In modern times, the Hippocratic Oath has essentially been replaced by more extensive and pragmatic ethical codes issued by national medical associations, such as the AMA Code of Medical Ethics, or the British General Medical Council’s Good Medical Practice. These documents offer a more comprehensive overview of the responsibilities and professional behavior expected of a doctor to their patients and to society, rather than to healing gods and other divinities. As such, in the United States, many of the medical schools use the Osteopathic Oath in place of the Hippocratic Oath. For instance, schools such as, New York Medical College, University of California, or Tulane, have had medical students vow to not discriminate against patients based on “gender, race, religion, or sexual orientation.” Hence, as time passes, many of today’s doctors face various ethical issues that are not included in the Hippocratic Oath.
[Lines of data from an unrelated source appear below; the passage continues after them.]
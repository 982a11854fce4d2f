// src/exec/env.rs

//! Environment construction for child processes.

use std::collections::BTreeMap;
use std::ffi::OsString;

/// Snapshot of the current process environment, names and values kept as
/// the OS reports them.
pub fn process_environment() -> BTreeMap<OsString, OsString> {
    std::env::vars_os().collect()
}

/// Overlay `overrides` on top of `base`. On a key conflict the override wins.
///
/// The result is a fresh map; neither input is modified. `base` may hold
/// `String` pairs or raw `OsString` pairs from [`process_environment`].
pub fn merge_environment<K, V, I>(base: I, overrides: &BTreeMap<String, String>) -> BTreeMap<K, V>
where
    I: IntoIterator<Item = (K, V)>,
    K: Ord + From<String>,
    V: From<String>,
{
    let mut merged: BTreeMap<K, V> = base.into_iter().collect();
    merged.extend(
        overrides
            .iter()
            .map(|(k, v)| (K::from(k.clone()), V::from(v.clone()))),
    );
    merged
}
Therein lies the question, “is our society in a post-Hippocratic era?” With a modern society, continuing to evolve, physicians have begun question whether the Hippocratic Oath holds outdated principles. If so, how can medical students incorporate an evolving society to protect patients. Despite this, many providers argue that the Hippocratic Oath epitomizes ideologies of gratitude, beneficence, and humility.

While there is no direct punishment for breaking the Hippocratic Oath, a notable, modern equivalent is ‘medical malpractice’ which carries a wide range of punishments from legal action to civil penalties. Doctors who violate these principles are at risk of being subjected to disciplinary proceedings, including the loss of their license to practice medicine.

Overall, what began as an ethical principle in Ancient Greece saw itself transformed frequently through time as a result of contemporary ideals and beliefs. From a prominent idea to a mere formality, the importance of the Hippocratic Oath has fluctuated almost as much as its content. While it may no longer be the central ideal of medical ethics, its ideas have ultimately pioneered modern practices and formed the crux of what we now call medicine. Today, 100% of medical school graduates in the United States swear to some variation of the Hippocratic Oath; therefore, the responsibility to continue to pursue beneficence, compassion, and humility within the field of medicine maintains its utmost significance.

See the Emory Class of 2020 Hippocratic Oath at Emory School of Medicine!
“The Oath of Hippocrates”
As the ancient Greeks swore by their pagan gods, so do I solemnly affirm that as a student in medicine at Emory University, according to my ability and judgment, I will keep this oath and stipulation. I will consider dear to me those who have taught me this art and will impart the precepts and instruction of the profession to all those who qualify as students of the art and agree to the standards of the profession. I will follow that system of regimen, which according to my ability and judgment I consider for the benefit of my patients, and abstain from whatever is deleterious and mischievous. Into whatever house I enter I will go into it for the benefit of the sick, and will abstain from every voluntary act of mischief and corruption. Whatever in connection with my professional practice or not in connection with it, I see or hear in the lives of men and women which ought not be spoken of abroad, I will not divulge, as reckoning that all such should be kept secret. While I continue to keep this oath inviolate, may it be granted to me to enjoy life and the practice of the art, respected by all people in all times, but should I trespass and violate this oath may the reverse be my lot.”